Responding to the Chilcot Report on the Iraq War

UK troops in action in Iraq

It had been a long time coming, and the Parliamentarians in both Lords and Commons had complained about the time taken by Sir John Chilcot to produce his report on the decision to go to war in Iraq. When it did arrive, seven years after he started work, his two million word verdict provoked cross-party soul-searching and recrimination.

Sir John concluded that the UK went to war before the peace process was exhausted, that the intelligence on which the decision was based was flawed and that the planning for the aftermath was inadequate. The Prime Minister, David Cameron, responded with a Commons statement – he began by addressing the families of the 179 British servicemen and women and 23 British civilians who died in the conflict. ‘In their grief and anger, I hope they can draw at least some solace from the depth and rigour of this report and, above all, some comfort from knowing that we will never forget the incredible service and sacrifice of their sons, daughters, husbands and wives.’

He turned to the keystone of the argument for war in 2003. ‘Central to the Government’s case was the issue of weapons of mass destruction.
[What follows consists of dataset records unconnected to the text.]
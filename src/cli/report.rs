//! Summary and chart CLI commands

use chrono::NaiveDate;

use crate::config::Settings;
use crate::context::AppContext;
use crate::display::{format_budget_status, separator};
use crate::error::BuddyResult;
use crate::storage::DocumentStore;

/// Print totals for today, this week, this month and by category
pub fn handle_summary<S: DocumentStore>(
    ctx: &AppContext<S>,
    settings: &Settings,
    today: NaiveDate,
) -> BuddyResult<()> {
    let symbol = settings.currency_symbol.as_str();
    print!("{}", ctx.summary(today).format_terminal(symbol));

    if let Some(line) = format_budget_status(&ctx.budget_status(today), symbol) {
        println!("{}", separator(40));
        println!("{}", line);
    }

    Ok(())
}

/// Print the spending-by-category chart
pub fn handle_chart<S: DocumentStore>(ctx: &AppContext<S>, settings: &Settings) -> BuddyResult<()> {
    print!("{}", ctx.chart().format_terminal(&settings.currency_symbol));
    Ok(())
}
//! Expense categories
//!
//! Categories form a closed set. User input must name one of them exactly
//! (case-insensitive); stored documents written by older clients may carry
//! arbitrary labels, which read back as [`ExpenseCategory::Other`] so every
//! aggregation stays exhaustive.

use serde::{Deserialize, Deserializer, Serialize, Serializer};
use std::fmt;
use std::str::FromStr;

/// The category an expense is filed under
#[derive(Debug, Clone, Copy, PartialEq, Eq, Hash, PartialOrd, Ord)]
pub enum ExpenseCategory {
    Food,
    Transport,
    Shopping,
    Bills,
    Entertainment,
    Health,
    Education,
    Other,
}

impl ExpenseCategory {
    /// All categories in display order
    pub fn all() -> &'static [Self] {
        &[
            Self::Food,
            Self::Transport,
            Self::Shopping,
            Self::Bills,
            Self::Entertainment,
            Self::Health,
            Self::Education,
            Self::Other,
        ]
    }

    /// The label stored in documents and shown to users
    pub fn label(&self) -> &'static str {
        match self {
            Self::Food => "Food",
            Self::Transport => "Transport",
            Self::Shopping => "Shopping",
            Self::Bills => "Bills",
            Self::Entertainment => "Entertainment",
            Self::Health => "Health",
            Self::Education => "Education",
            Self::Other => "Other",
        }
    }

    /// Look up a category by label, ignoring case and surrounding whitespace
    pub fn from_label(label: &str) -> Option<Self> {
        let label = label.trim();
        Self::all()
            .iter()
            .copied()
            .find(|c| c.label().eq_ignore_ascii_case(label))
    }
}

impl fmt::Display for ExpenseCategory {
    fn fmt(&self, f: &mut fmt::Formatter<'_>) -> fmt::Result {
        f.write_str(self.label())
    }
}

impl FromStr for ExpenseCategory {
    type Err = UnknownCategory;

    fn from_str(s: &str) -> Result<Self, Self::Err> {
        Self::from_label(s).ok_or_else(|| UnknownCategory(s.trim().to_string()))
    }
}

impl Serialize for ExpenseCategory {
    fn serialize<S: Serializer>(&self, serializer: S) -> Result<S::Ok, S::Error> {
        serializer.serialize_str(self.label())
    }
}

impl<'de> Deserialize<'de> for ExpenseCategory {
    fn deserialize<D: Deserializer<'de>>(deserializer: D) -> Result<Self, D::Error> {
        let label = String::deserialize(deserializer)?;
        Ok(Self::from_label(&label).unwrap_or(Self::Other))
    }
}

/// A label that does not name any category
#[derive(Debug, Clone, PartialEq, Eq)]
pub struct UnknownCategory(pub String);

impl fmt::Display for UnknownCategory {
    fn fmt(&self, f: &mut fmt::Formatter<'_>) -> fmt::Result {
        let known: Vec<&str> = ExpenseCategory::all().iter().map(|c| c.label()).collect();
        write!(
            f,
            "unknown category '{}' (expected one of: {})",
            self.0,
            known.join(", ")
        )
    }
}

impl std::error::Error for UnknownCategory {}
Sir John finds that there was an “ingrained belief” genuinely held in both the UK and US Governments that Saddam Hussein possessed chemical and biological capabilities.’ The evidence for that belief, he found, was not properly examined.

Mr Cameron voted for military action as a Conservative backbencher, in 2003. He said lessons needed to be learned – and the first was that ‘taking the country to war should always be a last resort and should only be done if all credible alternatives have been exhausted’. He then added that the British people should not, in future, recoil from any military intervention. ‘There are unquestionably times when it is right to intervene, as this country did successfully in Sierra Leone and Kosovo… there have been times in the recent past when we should have intervened but did not, such as in failing to prevent the genocides in Rwanda and Srebrenica.’
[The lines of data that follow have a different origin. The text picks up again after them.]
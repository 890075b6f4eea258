//! Expense filtering
//!
//! Filters select an order-preserving subsequence of the expense list by
//! category and an inclusive date range. Filtering never copies or alters
//! the records it selects.

use chrono::NaiveDate;
use std::fmt;
use std::str::FromStr;

use crate::models::{Expense, ExpenseCategory, UnknownCategory};

/// Category part of a filter
#[derive(Debug, Clone, Copy, PartialEq, Eq, Default)]
pub enum CategoryFilter {
    /// Every category matches
    #[default]
    All,
    /// Only the given category matches
    Only(ExpenseCategory),
}

impl CategoryFilter {
    /// Check whether a category passes this filter
    pub fn matches(&self, category: ExpenseCategory) -> bool {
        match self {
            Self::All => true,
            Self::Only(wanted) => *wanted == category,
        }
    }
}

impl FromStr for CategoryFilter {
    type Err = UnknownCategory;

    /// Parses "all" (any case) or a category label
    fn from_str(s: &str) -> Result<Self, Self::Err> {
        if s.trim().eq_ignore_ascii_case("all") {
            Ok(Self::All)
        } else {
            s.parse().map(Self::Only)
        }
    }
}

impl fmt::Display for CategoryFilter {
    fn fmt(&self, f: &mut fmt::Formatter<'_>) -> fmt::Result {
        match self {
            Self::All => f.write_str("all"),
            Self::Only(category) => write!(f, "{}", category),
        }
    }
}

/// Options for filtering expenses
#[derive(Debug, Clone, Default, PartialEq, Eq)]
pub struct ExpenseFilter {
    /// Category restriction
    pub category: CategoryFilter,
    /// Earliest date to include (inclusive)
    pub start_date: Option<NaiveDate>,
    /// Latest date to include (inclusive)
    pub end_date: Option<NaiveDate>,
}

impl ExpenseFilter {
    /// Create a new empty filter
    pub fn new() -> Self {
        Self::default()
    }

    /// Filter by category
    pub fn category(mut self, category: ExpenseCategory) -> Self {
        self.category = CategoryFilter::Only(category);
        self
    }

    /// Only expenses on or after `start`
    pub fn from(mut self, start: NaiveDate) -> Self {
        self.start_date = Some(start);
        self
    }

    /// Only expenses on or before `end`
    pub fn to(mut self, end: NaiveDate) -> Self {
        self.end_date = Some(end);
        self
    }

    /// Filter by date range
    pub fn date_range(self, start: NaiveDate, end: NaiveDate) -> Self {
        self.from(start).to(end)
    }

    /// True when the filter lets every expense through
    pub fn is_unfiltered(&self) -> bool {
        self.category == CategoryFilter::All && self.start_date.is_none() && self.end_date.is_none()
    }

    /// Check whether a single expense passes the filter
    pub fn matches(&self, expense: &Expense) -> bool {
        self.category.matches(expense.category)
            && self.start_date.map_or(true, |start| expense.date >= start)
            && self.end_date.map_or(true, |end| expense.date <= end)
    }
}

/// Select the expenses matching `filter`, keeping their original order
pub fn filter_expenses<'a>(expenses: &'a [Expense], filter: &ExpenseFilter) -> Vec<&'a Expense> {
    expenses.iter().filter(|e| filter.matches(e)).collect()
}

#[cfg(test)]
mod tests {
    use super::*;
    use crate::models::{ExpenseId, Money};

    fn expense(title: &str, cents: i64, category: ExpenseCategory, date: &str) -> Expense {
        Expense {
            id: ExpenseId::new(),
            title: title.into(),
            amount: Money::from_cents(cents),
            category,
            date: NaiveDate::parse_from_str(date, "%Y-%m-%d").unwrap(),
        }
    }

    fn sample() -> Vec<Expense> {
        vec![
            expense("Coffee", 350, ExpenseCategory::Food, "2024-01-05"),
            expense("Bus", 200, ExpenseCategory::Transport, "2024-01-05"),
            expense("Dinner", 2400, ExpenseCategory::Food, "2024-01-10"),
            expense("Train", 900, ExpenseCategory::Transport, "2024-02-01"),
        ]
    }

    fn d(s: &str) -> NaiveDate {
        NaiveDate::parse_from_str(s, "%Y-%m-%d").unwrap()
    }

    fn titles(filtered: &[&Expense]) -> Vec<String> {
        filtered.iter().map(|e| e.title.clone()).collect()
    }

    #[test]
    fn test_unfiltered_returns_everything_in_order() {
        let expenses = sample();
        let filter = ExpenseFilter::new();
        assert!(filter.is_unfiltered());
        let filtered = filter_expenses(&expenses, &filter);
        assert_eq!(titles(&filtered), ["Coffee", "Bus", "Dinner", "Train"]);
    }

    #[test]
    fn test_category_filter_preserves_order() {
        let expenses = sample();
        let filter = ExpenseFilter::new().category(ExpenseCategory::Food);
        assert_eq!(titles(&filter_expenses(&expenses, &filter)), ["Coffee", "Dinner"]);
    }

    #[test]
    fn test_date_bounds_are_inclusive() {
        let expenses = sample();
        let filter = ExpenseFilter::new().date_range(d("2024-01-05"), d("2024-01-10"));
        assert_eq!(
            titles(&filter_expenses(&expenses, &filter)),
            ["Coffee", "Bus", "Dinner"]
        );

        let only_start = ExpenseFilter::new().from(d("2024-01-10"));
        assert_eq!(titles(&filter_expenses(&expenses, &only_start)), ["Dinner", "Train"]);

        let only_end = ExpenseFilter::new().to(d("2024-01-05"));
        assert_eq!(titles(&filter_expenses(&expenses, &only_end)), ["Coffee", "Bus"]);
    }

    #[test]
    fn test_combined_filter() {
        let expenses = sample();
        let filter = ExpenseFilter::new()
            .category(ExpenseCategory::Transport)
            .from(d("2024-01-06"));
        assert_eq!(titles(&filter_expenses(&expenses, &filter)), ["Train"]);
    }

    #[test]
    fn test_empty_result_is_not_unfiltered() {
        let expenses = sample();
        let filter = ExpenseFilter::new().category(ExpenseCategory::Health);
        assert!(filter_expenses(&expenses, &filter).is_empty());
        assert!(!filter.is_unfiltered());
    }

    #[test]
    fn test_result_is_subset_without_duplicates() {
        let expenses = sample();
        let filter = ExpenseFilter::new().from(d("2024-01-01"));
        let filtered = filter_expenses(&expenses, &filter);
        for (i, e) in filtered.iter().enumerate() {
            assert!(expenses.iter().any(|orig| std::ptr::eq(orig, *e)));
            assert!(filtered[i + 1..].iter().all(|other| other.id != e.id));
        }
    }

    #[test]
    fn test_inverted_range_matches_nothing() {
        let expenses = sample();
        let filter = ExpenseFilter::new().date_range(d("2024-02-01"), d("2024-01-01"));
        assert!(filter_expenses(&expenses, &filter).is_empty());
    }

    #[test]
    fn test_parse_category_filter() {
        assert_eq!("all".parse::<CategoryFilter>().unwrap(), CategoryFilter::All);
        assert_eq!("ALL".parse::<CategoryFilter>().unwrap(), CategoryFilter::All);
        assert_eq!(
            "bills".parse::<CategoryFilter>().unwrap(),
            CategoryFilter::Only(ExpenseCategory::Bills)
        );
        assert!("misc".parse::<CategoryFilter>().is_err());
    }
}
The Labour Leader, Jeremy Corbyn, who voted against military action in 2003, was heckled by some of his MPs when he condemned the invasion. ‘Frankly, it was an act of military aggression launched on a false pretext, as the inquiry accepts, and has long been regarded as illegal by the overwhelming weight of international legal opinion. It led to the deaths of hundreds of thousands of people and the displacement of millions of refugees… By any measure, the invasion and occupation of Iraq have been, for many, a catastrophe.’

In what many took to be a veiled reference to Tony Blair he added. ‘We now know that the House was misled in the run-up to the war and the House must now decide how to deal with it 13 years later.’

The Chilcot inquiry published more than 200 memos from Tony Blair to President George Bush. The Leader of the SNP at Westminster, Angus Robertson, pointed to one which he thought was particularly telling. ‘On 28 July 2002, Tony Blair wrote to President Bush saying I will be with you, whatever.’

His point about the real reason for the invasion was picked up by the senior Conservative, David Davis. ‘The aim was regime change, not WMDs. That fact, and the fact that, as Sir John Chilcot says, Blair’s commitment made it very difficult for the UK to withdraw support for military action, amount to a deception and a misleading of this House of Commons. It is not the only one. Sir John has been very careful about avoiding accusing the former Prime Minister of lying to the House but a lot of the evidence suggests that he did. What action can this House take to deal with that?’